Sabato, 16 Ottobre 2021
Cronaca Santa Lucia e Golosine / Via Giovanna Murari Brà

Uccise la moglie e tentò di uccidere il figlio. Condannato a 13 anni e 4 mesi

Per Giancarlo Righetti, 64enne pensionato, è arrivata la sentenza con rito abbreviato. L'uomo non riusciva più a sopportare il contesto familiare, con la moglie non autosufficiente e il figlio autistico

È stata una dei due tragedie familiari avvenuti in quella maledetta domenica, 6 marzo 2016. A San Massimo una donna anziana aveva tentato di uccidere il marito allettato a causa di un ictus.

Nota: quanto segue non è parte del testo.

// DisplayPort link training tools
//
// Copyright (C) 2023, Intel Corporation

//! AUX channel transactions.
//!
//! A request is framed into the AUX data registers of the port (a four byte header followed by
//! the payload), kicked off through the AUX control register and the reply is read back from
//! the same data registers. Data registers hold the bytes most significant first.
//!
//! Any attempt that does not end in ACK is retried as a whole, up to [`AUX_RETRY_LIMIT`] times.

use std::fmt::{self, Display};
use std::task::Poll;
use std::time::Duration;

use log::{debug, trace};

use crate::access::{self, RegisterAccess};
use crate::error::AuxError;
use crate::regs::{aux_ctl, aux_msg};

/// Number of times a request is issued before giving up.
pub const AUX_RETRY_LIMIT: u32 = 6;

/// Maximum payload of a single transaction.
pub const AUX_MAX_PAYLOAD: usize = 16;

/// Largest address that fits into the request header.
pub const AUX_MAX_ADDRESS: u32 = 0xf_ffff;

/// Reads of the control register before the hardware is considered stuck.
const AUX_BUSY_POLL_LIMIT: u32 = 10_000;

/// AUX request command.
#[derive(Copy, Clone, Debug, PartialEq, Eq)]
pub enum Command {
    I2cWrite,
    I2cRead,
    I2cWriteStatusUpdate,
    /// I2C write, middle-of-transaction.
    I2cWriteMot,
    /// I2C read, middle-of-transaction.
    I2cReadMot,
    I2cWriteStatusUpdateMot,
    NativeWrite,
    NativeRead,
}

impl Command {
    /// Returns the command nibble of the request header.
    pub fn code(&self) -> u32 {
        match self {
            Self::I2cWrite => 0x0,
            Self::I2cRead => 0x1,
            Self::I2cWriteStatusUpdate => 0x2,
            Self::I2cWriteMot => 0x4,
            Self::I2cReadMot => 0x5,
            Self::I2cWriteStatusUpdateMot => 0x6,
            Self::NativeWrite => 0x8,
            Self::NativeRead => 0x9,
        }
    }

    pub fn is_native(&self) -> bool {
        matches!(self, Self::NativeWrite | Self::NativeRead)
    }

    pub fn is_read(&self) -> bool {
        matches!(self, Self::NativeRead | Self::I2cRead | Self::I2cReadMot)
    }
}

impl Display for Command {
    fn fmt(&self, f: &mut fmt::Formatter<'_>) -> fmt::Result {
        let s = match self {
            Self::I2cWrite => "I2C write",
            Self::I2cRead => "I2C read",
            Self::I2cWriteStatusUpdate => "I2C write status update",
            Self::I2cWriteMot => "I2C write (MOT)",
            Self::I2cReadMot => "I2C read (MOT)",
            Self::I2cWriteStatusUpdateMot => "I2C write status update (MOT)",
            Self::NativeWrite => "native write",
            Self::NativeRead => "native read",
        };
        write!(f, "{s}")
    }
}

/// Sink reply to a request.
#[derive(Copy, Clone, Debug, PartialEq, Eq)]
pub enum Reply {
    Ack,
    Nack,
    Defer,
}

impl Reply {
    fn from_field(value: u32) -> Option<Self> {
        match value {
            aux_msg::REPLY_ACK => Some(Self::Ack),
            aux_msg::REPLY_NACK => Some(Self::Nack),
            aux_msg::REPLY_DEFER => Some(Self::Defer),
            _ => None,
        }
    }

    /// Resolves the reply from the first reply data register.
    ///
    /// I2C requests can be acknowledged on the AUX level and still be refused by the I2C
    /// target, so for those both nibbles must be ACK.
    fn decode(command: Command, data: u32) -> Option<Self> {
        let native = Self::from_field(aux_msg::NativeReply::get_field(data))?;
        if command.is_native() || native != Self::Ack {
            return Some(native);
        }
        Self::from_field(aux_msg::I2cReply::get_field(data))
    }
}

/// A single AUX request.
#[derive(Clone, Debug, PartialEq, Eq)]
pub struct Transaction {
    command: Command,
    address: u32,
    length: usize,
    payload: [u8; AUX_MAX_PAYLOAD],
}

impl Transaction {
    /// Read of `length` bytes starting from `address`.
    pub fn read(command: Command, address: u32, length: usize) -> Self {
        Self {
            command,
            address,
            length,
            payload: [0; AUX_MAX_PAYLOAD],
        }
    }

    /// Write of `data` starting from `address`.
    pub fn write(command: Command, address: u32, data: &[u8]) -> Result<Self, AuxError> {
        if data.is_empty() || data.len() > AUX_MAX_PAYLOAD {
            return Err(AuxError::InvalidLength(data.len()));
        }

        let mut payload = [0; AUX_MAX_PAYLOAD];
        payload[..data.len()].copy_from_slice(data);

        Ok(Self {
            command,
            address,
            length: data.len(),
            payload,
        })
    }

    pub fn command(&self) -> Command {
        self.command
    }

    pub fn address(&self) -> u32 {
        self.address
    }

    pub fn len(&self) -> usize {
        self.length
    }

    pub fn is_empty(&self) -> bool {
        self.length == 0
    }

    /// Payload of a write.
    pub fn payload(&self) -> &[u8] {
        &self.payload[..self.length]
    }

    fn validate(&self) -> Result<(), AuxError> {
        if self.length == 0 || self.length > AUX_MAX_PAYLOAD {
            return Err(AuxError::InvalidLength(self.length));
        }
        if self.address > AUX_MAX_ADDRESS {
            return Err(AuxError::InvalidAddress(self.address));
        }
        Ok(())
    }

    fn header(&self) -> u32 {
        let mut header = 0;
        aux_msg::Command::set_field(&mut header, self.command.code());
        aux_msg::Address::set_field(&mut header, self.address);
        aux_msg::LengthMinusOne::set_field(&mut header, self.length as u32 - 1);
        header
    }

    /// Bytes sent to the sink: header and for writes the payload.
    fn message(&self) -> Vec<u8> {
        let mut message = self.header().to_be_bytes().to_vec();
        if !self.command.is_read() {
            message.extend_from_slice(self.payload());
        }
        message
    }
}

/// Data returned by the sink.
#[derive(Clone, Debug, Default, PartialEq, Eq)]
pub struct ReplyData {
    bytes: [u8; AUX_MAX_PAYLOAD],
    length: usize,
}

impl ReplyData {
    fn new(data: &[u8]) -> Self {
        let length = data.len().min(AUX_MAX_PAYLOAD);
        let mut bytes = [0; AUX_MAX_PAYLOAD];
        bytes[..length].copy_from_slice(&data[..length]);
        Self { bytes, length }
    }

    pub fn as_bytes(&self) -> &[u8] {
        &self.bytes[..self.length]
    }

    /// Returns the first four bytes (or less) as little-endian value, the first byte received
    /// ending up in the lowest bits.
    pub fn to_u32(&self) -> u32 {
        self.as_bytes()
            .iter()
            .take(4)
            .enumerate()
            .fold(0, |acc, (i, b)| acc | u32::from(*b) << (8 * i))
    }
}

/// Outcome of a single attempt.
enum Attempt {
    Ack(ReplyData),
    Reply(Reply),
    Busy,
    Timeout,
    ReceiveError,
    Malformed(u32),
}

impl Display for Attempt {
    fn fmt(&self, f: &mut fmt::Formatter<'_>) -> fmt::Result {
        match self {
            Self::Ack(_) => write!(f, "ACK"),
            Self::Reply(Reply::Ack) => write!(f, "ACK"),
            Self::Reply(Reply::Nack) => write!(f, "NACK"),
            Self::Reply(Reply::Defer) => write!(f, "DEFER"),
            Self::Busy => write!(f, "channel busy"),
            Self::Timeout => write!(f, "timeout"),
            Self::ReceiveError => write!(f, "receive error"),
            Self::Malformed(data) => write!(f, "malformed reply {:#010x}", data),
        }
    }
}

/// AUX channel of one port.
#[derive(Copy, Clone, Debug, PartialEq, Eq)]
pub struct AuxChannel {
    ctl: u32,
}

impl AuxChannel {
    /// Creates AUX channel whose control register is at `ctl`.
    pub fn new(ctl: u32) -> Self {
        Self { ctl }
    }

    pub fn ctl_reg(&self) -> u32 {
        self.ctl
    }

    /// Returns offset of data register `index`.
    pub fn data_reg(&self, index: u32) -> u32 {
        self.ctl + 4 * (index + 1)
    }

    /// Executes `transaction` and returns the reply data.
    ///
    /// Invalid length or address is reported before any register is touched. Writes return
    /// empty reply data.
    pub fn execute<R>(&self, regs: &mut R, transaction: &Transaction) -> Result<ReplyData, AuxError>
    where
        R: RegisterAccess + ?Sized,
    {
        transaction.validate()?;

        let reply = access::poll_with_timeout(
            regs,
            Duration::ZERO,
            AUX_RETRY_LIMIT,
            |regs, attempt| -> Result<_, AuxError> {
                match self.attempt(regs, transaction) {
                    Attempt::Ack(data) => Ok(Poll::Ready(data)),
                    failure => {
                        debug!(
                            "AUX {} {:#07x} attempt {}/{} failed: {}",
                            transaction.command(),
                            transaction.address(),
                            attempt,
                            AUX_RETRY_LIMIT,
                            failure
                        );
                        Ok(Poll::Pending)
                    }
                }
            },
        )?;

        reply.ok_or(AuxError::NoResponse)
    }

    /// Clears the sticky status bits left by a previous transaction.
    fn clear_status<R>(&self, regs: &mut R)
    where
        R: RegisterAccess + ?Sized,
    {
        let mut ctl = regs.read(self.ctl);
        if ctl & aux_ctl::STICKY_MASK != 0 {
            aux_ctl::SendBusy::set_bit(&mut ctl, false);
            regs.write(self.ctl, ctl);
        }
    }

    /// Waits for the busy bit to clear and returns the final control register value.
    fn wait_idle<R>(&self, regs: &mut R) -> Option<u32>
    where
        R: RegisterAccess + ?Sized,
    {
        let ctl = self.ctl;
        let result: Result<_, AuxError> =
            access::poll_with_timeout(regs, Duration::ZERO, AUX_BUSY_POLL_LIMIT, |regs, _| {
                let value = regs.read(ctl);
                Ok(if aux_ctl::SendBusy::get_bit(value) {
                    Poll::Pending
                } else {
                    Poll::Ready(value)
                })
            });
        result.ok().flatten()
    }

    fn attempt<R>(&self, regs: &mut R, transaction: &Transaction) -> Attempt
    where
        R: RegisterAccess + ?Sized,
    {
        self.clear_status(regs);

        let mut ctl = match self.wait_idle(regs) {
            Some(ctl) => ctl,
            None => return Attempt::Busy,
        };

        let message = transaction.message();
        for (i, chunk) in message.chunks(4).enumerate() {
            let mut word = [0; 4];
            word[..chunk.len()].copy_from_slice(chunk);
            let value = u32::from_be_bytes(word);
            trace!("AUX data{} <- {:#010x}", i, value);
            regs.write(self.data_reg(i as u32), value);
        }

        aux_ctl::MessageSize::set_field(&mut ctl, message.len() as u32);
        aux_ctl::SendBusy::set_bit(&mut ctl, true);
        // Writing the sticky bits back as one clears them.
        ctl |= aux_ctl::STICKY_MASK;
        regs.write(self.ctl, ctl);

        let ctl = match self.wait_idle(regs) {
            Some(ctl) => ctl,
            None => return Attempt::Busy,
        };
        trace!("AUX ctl -> {:#010x}", ctl);

        if aux_ctl::TimeOutError::get_bit(ctl) {
            return Attempt::Timeout;
        }
        if aux_ctl::ReceiveError::get_bit(ctl) {
            return Attempt::ReceiveError;
        }
        if !aux_ctl::Done::get_bit(ctl) {
            return Attempt::Timeout;
        }

        let received = aux_ctl::MessageSize::get_field(ctl) as usize;
        if received == 0 {
            return Attempt::Malformed(0);
        }

        let mut bytes = Vec::with_capacity(aux_ctl::DATA_REGISTERS as usize * 4);
        for i in 0..aux_ctl::DATA_REGISTERS {
            bytes.extend_from_slice(&regs.read(self.data_reg(i)).to_be_bytes());
        }
        let status = u32::from(bytes[0]) << 24;

        match Reply::decode(transaction.command(), status) {
            Some(Reply::Ack) => {
                let data = if transaction.command().is_read() {
                    let end = received.min(1 + transaction.len()).min(bytes.len());
                    ReplyData::new(&bytes[1..end])
                } else {
                    ReplyData::default()
                };
                Attempt::Ack(data)
            }
            Some(reply) => Attempt::Reply(reply),
            None => Attempt::Malformed(status),
        }
    }
}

E mentre i militari erano impegnati in questo intervento arrivò una seconda chiamata, un caso simile avvenuto in via Murari Bra, in zona Golosine: un uomo aveva ucciso la moglie, anche lei allettata, ed era convinto di avere ucciso anche il figlio autistico. Quando i carabinieri entrarono in casa sua lo trovarono coperto di sangue, perché l'uomo aveva tentato anche il suicidio con lo stesso coltello che aveva usato per i suoi familiari.

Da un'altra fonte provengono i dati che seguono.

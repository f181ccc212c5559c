// DisplayPort link training tools
//
// Copyright (C) 2023, Intel Corporation

//! Miscellaneous utility functions.

use std::str::FromStr;

use lazy_static::lazy_static;
use num_traits::Num;
use regex::Regex;

/// Similar to kernel's `GENMASK()` macro.
///
/// # Examples
/// ```
/// use dplink::genmask_t;
///
/// const AUX_CTL_MESSAGE_SIZE_MASK: u32 = genmask_t!(u32, 24, 20);
/// assert_eq!(AUX_CTL_MESSAGE_SIZE_MASK, 0x01f0_0000);
/// ```
#[macro_export]
macro_rules! genmask_t {
    ($t:ty, $high:expr, $low:expr) => {{
        <$t>::MAX - (1 << $low) + 1 & (<$t>::MAX >> (<$t>::BITS - 1 - $high))
    }};
}

/// Parse hexadecimal from string.
///
/// Assumes the string is hexadecimal and converts it to a number if possible, or `None` if no such
/// conversion is possible.
///
/// # Examples
/// ```
/// use dplink::util;
///
/// if let Some(number) = util::parse_hex::<u32>("0x2b405555") {
///     assert_eq!(number, 0x2b40_5555);
/// }
/// ```
pub fn parse_hex<T: Num + FromStr>(s: &str) -> Option<T> {
    let val = match s.strip_prefix("0x") {
        Some(s) => s,
        None => s,
    };

    <T>::from_str_radix(val, 16).ok()
}

/// Parse any number hexadecimal or not.
///
/// Parses numeric string into binary regardless whether it is in hexadecimal format or not. If
/// conversion is not possible returns `None`.
/// # Examples
/// ```
/// use dplink::util;
///
/// assert_eq!(util::parse_number::<u32>("258"), Some(258));
/// assert_eq!(util::parse_number::<u32>("0x102"), Some(0x102));
/// ```
pub fn parse_number<T: Num + FromStr>(s: &str) -> Option<T> {
    // Try to match decimal digits first and if that matches use standard
    // functions to parse it.
    lazy_static! {
        static ref RE: Regex = Regex::new(r"^\d+$").unwrap();
    }
    if RE.is_match(s) {
        return s.parse::<T>().ok();
    }
    parse_hex(s)
}

/// Parse a DPCD address (20 bits) from string.
pub fn parse_dpcd_address(s: &str) -> Result<u32, String> {
    match parse_number::<u32>(s) {
        Some(address) if address <= 0xf_ffff => Ok(address),
        _ => Err(String::from("Invalid DPCD address")),
    }
}

/// Define a single bit within a 32-bit register.
///
/// This type provides a compile time representation of how a given bit within a register is to
/// be parsed.
///
/// # Examples
/// ```
/// use dplink::util;
/// type SendBusy = util::RegBit<31>;
///
/// let mut raw = 0u32;
/// SendBusy::set_bit(&mut raw, true);
/// assert_eq!(raw, 1 << 31);
/// assert!(SendBusy::get_bit(raw));
/// ```
pub struct RegBit<const BIT: u32>;

impl<const BIT: u32> RegBit<BIT> {
    pub const MASK: u32 = 1u32 << BIT;

    pub fn get_bit(raw: u32) -> bool {
        raw & Self::MASK != 0
    }

    pub fn set_bit(raw: &mut u32, value: bool) {
        *raw = (!Self::MASK & *raw) | if value { Self::MASK } else { 0 };
    }
}

/// Define a field within a 32-bit register.
///
/// See `RegBit` documentation for background.
///
/// # Const Parameters
///
/// * `HIGH` - The bit offset of the highest bit of the field
/// * `LOW` - The bit offset of the lowest bit of the field
///
/// # Examples
/// ```
/// use dplink::util;
/// type TrainingPattern = util::RegField<29, 28>;
///
/// let mut raw = 0u32;
/// TrainingPattern::set_field(&mut raw, 0b10);
/// assert_eq!(raw, 0b10 << 28);
/// assert_eq!(TrainingPattern::get_field(raw), 0b10);
/// ```
pub struct RegField<const HIGH: u32, const LOW: u32>;

impl<const HIGH: u32, const LOW: u32> RegField<HIGH, LOW> {
    pub const MASK: u32 = genmask_t!(u32, HIGH, LOW);
    const SHIFT: u32 = LOW;

    pub fn get_field(raw: u32) -> u32 {
        (raw & Self::MASK) >> Self::SHIFT
    }

    pub fn set_field(raw: &mut u32, value: u32) {
        *raw = (!Self::MASK & *raw) | (Self::MASK & (value << Self::SHIFT));
    }
}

Un dramma della disperazione. Sia l'uomo, Giancarlo Righetti, 64enne pensionato, che il figlio Davide di 36 anni si salvarono. Fu lo stesso protagonista della vicenda a spiegarne le ragione. L'uomo non riusciva più a sopportare il contesto familiare che si era creato, con la moglie non più autosufficiente per colpa di un ictus e il figlio autistico

La sua disperazione è stata ribadita anche durante il processo che si è svolto con rito abbreviato e che si è concluso ieri, 15 febbraio. Come scrive Laura Tedesco sul Corriere di Verona, Giancarlo Righetti è stato condannato a 13 anni e 4 mesi di reclusione, al termine dei quali dovrà passare altri 3 anni in una casa di cura. All'uomo è stata riconosciuta la parziale incapacità di intendere di volere al momento dei fatti.